### Records supplied ###

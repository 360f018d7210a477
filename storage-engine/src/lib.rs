pub mod dashmap_cache;
pub mod moka_cache;
pub mod snapshot_store;

pub use dashmap_cache::DashMapCacheStore;
pub use moka_cache::MokaCacheStore;
pub use snapshot_store::JsonSnapshotRepository;

use shared::config::CacheBackend;
use songdo::clock::{Clock, SystemClock};
use songdo::domain::StoreConfig;
use songdo::ports::{CacheStore, StorageFactory};
use std::sync::Arc;
use tracing::info;

/// Builds a cache store for whichever backend the config names
pub struct UnifiedStorageFactory {
    clock: Arc<dyn Clock>,
}

impl UnifiedStorageFactory {
    pub fn new(clock: Arc<dyn Clock>) -> Self {
        Self { clock }
    }
}

impl Default for UnifiedStorageFactory {
    fn default() -> Self {
        Self::new(Arc::new(SystemClock))
    }
}

impl<V> StorageFactory<V> for UnifiedStorageFactory
where
    V: Clone + Send + Sync + 'static,
{
    fn create_from_config(&self, config: &StoreConfig) -> Arc<dyn CacheStore<V>> {
        info!(name = %config.name, backend = ?config.backend, "Creating cache store");
        match config.backend {
            CacheBackend::DashMap => Arc::new(DashMapCacheStore::with_clock(
                config.name.clone(),
                self.clock.clone(),
            )),
            CacheBackend::Moka => Arc::new(MokaCacheStore::new(&config.name, config.max_entries)),
        }
    }
}
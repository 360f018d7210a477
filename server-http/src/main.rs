use server_http::{AppState, build_router};
use shared::config::Config;
use std::sync::Arc;
use tracing::{error, info};
use tracing_subscriber::EnvFilter;

#[tokio::main]
async fn main() -> Result<(), Box<dyn std::error::Error>> {
    // Initialize tracing
    tracing_subscriber::fmt()
        .with_env_filter(EnvFilter::try_from_default_env().unwrap_or_else(|_| EnvFilter::new("info")))
        .init();

    info!("Starting Songdo Life HTTP Server...");

    // Load environment variables from .env file (if exists)
    match dotenvy::dotenv() {
        Ok(_) => info!("Loaded environment variables from .env file"),
        Err(_) => info!("No .env file found, using system environment variables"),
    }

    let config = Config::from_env();
    let state = AppState::from_config(&config)?;

    // Background cleanup lives exactly as long as the server
    let maintenance = if config.maintenance_enabled {
        Some(Arc::new(state.maintenance_job(&config)).start())
    } else {
        info!("Maintenance jobs disabled");
        None
    };

    let router = build_router(state);

    let address = config.bind_address();
    let listener = tokio::net::TcpListener::bind(&address).await?;
    info!("HTTP Server listening on http://{}", address);
    info!("Try: curl http://{}/health", address);

    // Graceful shutdown handler
    let served = axum::serve(listener, router)
        .with_graceful_shutdown(shutdown_signal())
        .await;

    if let Some(handle) = maintenance {
        handle.stop().await;
    }

    served?;
    info!("Server shutdown complete");
    Ok(())
}

async fn shutdown_signal() {
    use tokio::signal;

    let ctrl_c = async {
        if let Err(e) = signal::ctrl_c().await {
            error!("Failed to install Ctrl+C handler: {}", e);
            std::future::pending::<()>().await;
        }
    };

    #[cfg(unix)]
    let terminate = async {
        match signal::unix::signal(signal::unix::SignalKind::terminate()) {
            Ok(mut sig) => {
                sig.recv().await;
            }
            Err(e) => {
                error!("Failed to install signal handler: {}", e);
                std::future::pending::<()>().await;
            }
        }
    };

    #[cfg(not(unix))]
    let terminate = std::future::pending::<()>();

    tokio::select! {
        _ = ctrl_c => {
            info!("Received Ctrl+C signal");
        },
        _ = terminate => {
            info!("Received terminate signal");
        },
    }

    info!("Shutting down gracefully...");
}
use crate::monitor::MetricsAggregator;
use crate::planes::data::ResponseCache;
use std::sync::Arc;
use std::time::Duration;
use tokio::task::JoinHandle;
use tokio_util::sync::CancellationToken;
use tracing::{error, info, warn};

const DEFAULT_CACHE_CLEANUP_INTERVAL: Duration = Duration::from_secs(300);
const DEFAULT_METRICS_CLEANUP_INTERVAL: Duration = Duration::from_secs(3600);
const DEFAULT_METRICS_MAX_AGE: Duration = Duration::from_secs(86_400);

/// Periodic garbage collection of expired cache entries and stale metrics
///
/// Owned by the host: long-running servers start it, short-lived hosts never do.
pub struct MaintenanceJob<V> {
    cache: Arc<ResponseCache<V>>,
    metrics: Arc<MetricsAggregator>,
    cache_interval: Duration,
    metrics_interval: Duration,
    metrics_max_age: Duration,
    shutdown: CancellationToken,
}

impl<V> MaintenanceJob<V>
where
    V: Clone + Send + Sync + 'static,
{
    pub fn new(cache: Arc<ResponseCache<V>>, metrics: Arc<MetricsAggregator>) -> Self {
        Self {
            cache,
            metrics,
            cache_interval: DEFAULT_CACHE_CLEANUP_INTERVAL,
            metrics_interval: DEFAULT_METRICS_CLEANUP_INTERVAL,
            metrics_max_age: DEFAULT_METRICS_MAX_AGE,
            shutdown: CancellationToken::new(),
        }
    }

    /// Zero periods are ignored and the current interval is kept
    pub fn with_intervals(mut self, cache_interval: Duration, metrics_interval: Duration) -> Self {
        if cache_interval.is_zero() {
            warn!("Ignoring zero cache cleanup interval");
        } else {
            self.cache_interval = cache_interval;
        }
        if metrics_interval.is_zero() {
            warn!("Ignoring zero metrics cleanup interval");
        } else {
            self.metrics_interval = metrics_interval;
        }
        self
    }

    pub fn with_metrics_max_age(mut self, max_age: Duration) -> Self {
        self.metrics_max_age = max_age;
        self
    }

    pub fn with_cancellation(mut self, token: CancellationToken) -> Self {
        self.shutdown = token;
        self
    }

    /// One cache cleanup pass; returns evicted entry count
    pub async fn run_cache_cycle(&self) -> usize {
        match self.cache.cleanup().await {
            Ok(evicted) => {
                if evicted > 0 {
                    info!(evicted, "Cache cleanup cycle completed");
                }
                evicted
            }
            Err(e) => {
                error!(error = %e, "Cache cleanup cycle failed");
                0
            }
        }
    }

    /// One metrics cleanup pass; returns dropped record count
    pub fn run_metrics_cycle(&self) -> usize {
        let dropped = self.metrics.cleanup(self.metrics_max_age);
        if dropped > 0 {
            info!(dropped, "Metrics cleanup cycle completed");
        }
        dropped
    }

    pub fn start(self: Arc<Self>) -> MaintenanceHandle {
        info!(
            cache_interval_secs = self.cache_interval.as_secs(),
            metrics_interval_secs = self.metrics_interval.as_secs(),
            "Starting maintenance background jobs"
        );

        let cache_job = Arc::clone(&self);
        let cache_shutdown = self.shutdown.clone();
        let cache_task = tokio::spawn(async move {
            let mut interval = tokio::time::interval(cache_job.cache_interval);
            interval.tick().await;
            loop {
                tokio::select! {
                    _ = cache_shutdown.cancelled() => {
                        info!("MaintenanceJob (cache): shutting down");
                        break;
                    }
                    _ = interval.tick() => {
                        cache_job.run_cache_cycle().await;
                    }
                }
            }
        });

        let metrics_job = Arc::clone(&self);
        let metrics_shutdown = self.shutdown.clone();
        let metrics_task = tokio::spawn(async move {
            let mut interval = tokio::time::interval(metrics_job.metrics_interval);
            interval.tick().await;
            loop {
                tokio::select! {
                    _ = metrics_shutdown.cancelled() => {
                        info!("MaintenanceJob (metrics): shutting down");
                        break;
                    }
                    _ = interval.tick() => {
                        metrics_job.run_metrics_cycle();
                    }
                }
            }
        });

        MaintenanceHandle {
            shutdown: self.shutdown.clone(),
            tasks: vec![cache_task, metrics_task],
        }
    }
}

/// Stops the maintenance tasks it was returned for
pub struct MaintenanceHandle {
    shutdown: CancellationToken,
    tasks: Vec<JoinHandle<()>>,
}

impl MaintenanceHandle {
    pub async fn stop(self) {
        self.shutdown.cancel();
        for task in self.tasks {
            if let Err(e) = task.await {
                error!(error = %e, "Maintenance task ended abnormally");
            }
        }
    }
}
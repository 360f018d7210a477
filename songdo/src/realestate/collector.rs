use super::deal::{Deal, DealSnapshot};
use super::diff::dedupe;
use crate::ports::TradeSource;
use chrono::{Datelike, NaiveDate};
use shared::Result;
use std::sync::Arc;
use tracing::{debug, info, warn};

pub const DEFAULT_ROWS_PER_PAGE: u32 = 100;
pub const DEFAULT_LOOKBACK_MONTHS: u32 = 3;

/// Walks the paginated trade API and turns trade items into deals
pub struct DealCollector {
    source: Arc<dyn TradeSource>,
    dong: String,
    lookback_months: u32,
    rows_per_page: u32,
}

impl DealCollector {
    pub fn new(source: Arc<dyn TradeSource>, dong: impl Into<String>) -> Self {
        Self {
            source,
            dong: dong.into(),
            lookback_months: DEFAULT_LOOKBACK_MONTHS,
            rows_per_page: DEFAULT_ROWS_PER_PAGE,
        }
    }

    pub fn with_lookback_months(mut self, months: u32) -> Self {
        self.lookback_months = months.max(1);
        self
    }

    pub fn with_rows_per_page(mut self, rows: u32) -> Self {
        self.rows_per_page = rows.max(1);
        self
    }

    /// All deals visible at `date`: the lookback window of months, deduplicated
    ///
    /// Fails only when no month could be fetched at all.
    pub async fn collect_for_date(&self, date: NaiveDate) -> Result<Vec<Deal>> {
        let months = year_months(date, self.lookback_months);
        info!(%date, months = ?months, dong = %self.dong, "Collecting deals");

        let mut deals = Vec::new();
        let mut last_error = None;
        let mut fetched_months = 0;
        for ym in &months {
            match self.collect_month(ym).await {
                Ok(month) => {
                    fetched_months += 1;
                    deals.extend(month);
                }
                Err(e) => {
                    warn!(year_month = %ym, error = %e, "Trade month unavailable");
                    last_error = Some(e);
                }
            }
        }

        if let Some(e) = last_error.filter(|_| fetched_months == 0) {
            return Err(e);
        }

        let collected = deals.len();
        let unique = dedupe(deals);
        info!(
            %date,
            collected,
            unique = unique.len(),
            "Deal collection finished"
        );
        Ok(unique)
    }

    pub async fn collect_snapshot(&self, date: NaiveDate) -> Result<DealSnapshot> {
        let deals = self.collect_for_date(date).await?;
        Ok(DealSnapshot::new(date, deals, "upstream_api").with_note(format!(
            "deals visible at {} over the last {} months",
            date, self.lookback_months
        )))
    }

    /// Pages through one `YYYYMM` until an empty page, a short page, or a failure
    ///
    /// A failing later page ends the month but keeps what earlier pages
    /// returned; only a failing first page is an error.
    pub async fn collect_month(&self, year_month: &str) -> Result<Vec<Deal>> {
        let mut deals = Vec::new();
        let mut page_no = 1;

        loop {
            let items = match self
                .source
                .fetch_page(year_month, page_no, self.rows_per_page)
                .await
            {
                Ok(items) => items,
                Err(e) if page_no == 1 => return Err(e),
                Err(e) => {
                    warn!(year_month, page_no, error = %e, "Trade page failed, keeping partial month");
                    break;
                }
            };

            if items.is_empty() {
                break;
            }
            debug!(year_month, page_no, items = items.len(), "Trade page fetched");

            let page_len = items.len();
            deals.extend(items.iter().filter_map(|i| Deal::from_trade(i, &self.dong)));

            if page_len < self.rows_per_page as usize {
                break;
            }
            page_no += 1;
        }

        Ok(deals)
    }
}

/// `count` year-months ending at `date`'s month, newest first, as `YYYYMM`
pub fn year_months(date: NaiveDate, count: u32) -> Vec<String> {
    let base = date.year() * 12 + date.month0() as i32;
    (0..count as i32)
        .map(|i| {
            let n = base - i;
            format!("{:04}{:02}", n.div_euclid(12), n.rem_euclid(12) + 1)
        })
        .collect()
}
use async_trait::async_trait;
use dashmap::DashMap;
use shared::{Error, Result};
use songdo::clock::{Clock, SystemClock};
use songdo::domain::response::{DeleteResponse, PutResponse};
use songdo::domain::{CacheEntry, CacheStats};
use songdo::ports::CacheStore;
use std::fmt::Debug;
use std::sync::Arc;
use std::time::Duration;

/// DashMap-backed store with per-entry expiry
///
/// Expired entries stay in the map until read or swept by `cleanup`.
pub struct DashMapCacheStore<V> {
    name: String,
    entries: DashMap<String, CacheEntry<V>>,
    clock: Arc<dyn Clock>,
}

impl<V> DashMapCacheStore<V>
where
    V: Clone + Send + Sync + 'static,
{
    pub fn new(name: impl Into<String>) -> Self {
        Self::with_clock(name, Arc::new(SystemClock))
    }

    pub fn with_clock(name: impl Into<String>, clock: Arc<dyn Clock>) -> Self {
        Self {
            name: name.into(),
            entries: DashMap::new(),
            clock,
        }
    }

    pub fn len(&self) -> usize {
        self.entries.len()
    }

    pub fn is_empty(&self) -> bool {
        self.entries.is_empty()
    }
}

#[async_trait]
impl<V> CacheStore<V> for DashMapCacheStore<V>
where
    V: Clone + Send + Sync + 'static,
{
    async fn get(&self, key: &str) -> Result<V> {
        let now = self.clock.now_ms();
        if let Some(entry) = self.entries.get(key) {
            if !entry.is_expired(now) {
                return Ok(entry.data.clone());
            }
        }
        // Lazy eviction; the guard above must be released first
        self.entries.remove_if(key, |_, entry| entry.is_expired(now));
        Err(Error::NotFound)
    }

    async fn put(&self, key: String, value: V, ttl: Duration) -> Result<PutResponse> {
        let entry = CacheEntry::new(value, self.clock.now_ms(), ttl);
        let expires_at_ms = entry.expires_at_ms;
        let created = self.entries.insert(key, entry).is_none();
        Ok(PutResponse::new(created, expires_at_ms))
    }

    async fn delete(&self, key: &str) -> Result<DeleteResponse> {
        Ok(DeleteResponse::new(self.entries.remove(key).is_some()))
    }

    async fn clear(&self) -> Result<usize> {
        let removed = self.entries.len();
        self.entries.clear();
        Ok(removed)
    }

    async fn cleanup(&self) -> Result<usize> {
        let now = self.clock.now_ms();
        let before = self.entries.len();
        self.entries.retain(|_, entry| !entry.is_expired(now));
        Ok(before.saturating_sub(self.entries.len()))
    }

    async fn stats(&self) -> Result<CacheStats> {
        let now = self.clock.now_ms();
        let mut stats = CacheStats::default();
        for entry in self.entries.iter() {
            stats.total += 1;
            if entry.is_expired(now) {
                stats.expired += 1;
            } else {
                stats.valid += 1;
            }
        }
        Ok(stats)
    }
}

impl<V> Debug for DashMapCacheStore<V> {
    fn fmt(&self, f: &mut std::fmt::Formatter<'_>) -> std::fmt::Result {
        f.debug_struct("DashMapCacheStore")
            .field("name", &self.name)
            .field("entry_count", &self.entries.len())
            .finish()
    }
}
//! Client for the MOLIT apartment trade API (`getRTMSDataSvcAptTrade`)

use async_trait::async_trait;
use reqwest::Client;
use serde::Deserialize;
use shared::config::UpstreamConfig;
use shared::{Error, Result};
use songdo::ports::TradeSource;
use songdo::realestate::TradeItem;
use tracing::{debug, warn};

const SUCCESS_CODES: [&str; 2] = ["00", "000"];

#[derive(Debug, Deserialize)]
struct Envelope {
    header: Option<Header>,
    body: Option<Body>,
}

#[derive(Debug, Deserialize)]
struct Header {
    #[serde(rename = "resultCode", default)]
    result_code: String,
    #[serde(rename = "resultMsg", default)]
    result_msg: String,
}

#[derive(Debug, Deserialize)]
struct Body {
    items: Option<Items>,
}

#[derive(Debug, Default, Deserialize)]
struct Items {
    #[serde(default)]
    item: Vec<TradeItem>,
}

/// Decode one page of `response/body/items/item`
///
/// A missing `items` element is an empty page; a non-success result code
/// or an undecodable body is `Error::Upstream`.
pub fn parse_trade_page(xml: &str) -> Result<Vec<TradeItem>> {
    let envelope: Envelope = quick_xml::de::from_str(xml)
        .map_err(|e| Error::Upstream(format!("undecodable trade response: {}", e)))?;

    if let Some(header) = &envelope.header {
        if !SUCCESS_CODES.contains(&header.result_code.trim()) {
            return Err(Error::Upstream(format!(
                "trade API returned {}: {}",
                header.result_code, header.result_msg
            )));
        }
    }

    match envelope.body {
        Some(body) => Ok(body.items.unwrap_or_default().item),
        None if envelope.header.is_some() => Ok(Vec::new()),
        None => Err(Error::Upstream("trade response has no header or body".into())),
    }
}

#[derive(Clone)]
pub struct MolitTradeClient {
    client: Client,
    base_url: String,
    service_key: String,
    area_code: String,
}

impl MolitTradeClient {
    pub fn new(config: &UpstreamConfig) -> Result<Self> {
        let client = Client::builder()
            .timeout(config.request_timeout)
            .build()
            .map_err(|e| Error::Config(format!("failed to build HTTP client: {}", e)))?;

        Ok(Self {
            client,
            base_url: config.base_url.clone(),
            service_key: config.service_key.clone(),
            area_code: config.area_code.clone(),
        })
    }
}

#[async_trait]
impl TradeSource for MolitTradeClient {
    async fn fetch_page(
        &self,
        year_month: &str,
        page_no: u32,
        rows: u32,
    ) -> Result<Vec<TradeItem>> {
        debug!(year_month, page_no, rows, "Requesting trade page");
        let page = page_no.to_string();
        let rows = rows.to_string();

        let response = self
            .client
            .get(&self.base_url)
            .query(&[
                ("serviceKey", self.service_key.as_str()),
                ("LAWD_CD", self.area_code.as_str()),
                ("DEAL_YMD", year_month),
                ("numOfRows", rows.as_str()),
                ("pageNo", page.as_str()),
            ])
            .send()
            .await
            .map_err(|e| {
                warn!(year_month, page_no, "Trade request failed: {}", e);
                Error::Upstream(format!("trade request failed: {}", e))
            })?;

        let status = response.status();
        if !status.is_success() {
            return Err(Error::Upstream(format!(
                "HTTP {} for {} page {}",
                status.as_u16(),
                year_month,
                page_no
            )));
        }

        let body = response
            .text()
            .await
            .map_err(|e| Error::Upstream(format!("failed to read trade response: {}", e)))?;

        parse_trade_page(&body)
    }
}

impl std::fmt::Debug for MolitTradeClient {
    fn fmt(&self, f: &mut std::fmt::Formatter<'_>) -> std::fmt::Result {
        f.debug_struct("MolitTradeClient")
            .field("base_url", &self.base_url)
            .field("area_code", &self.area_code)
            .finish()
    }
}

###

### What to work on
Given the entries above, count how many lines include the word "variables"; respond with the number only.

### Solution to this exercise
3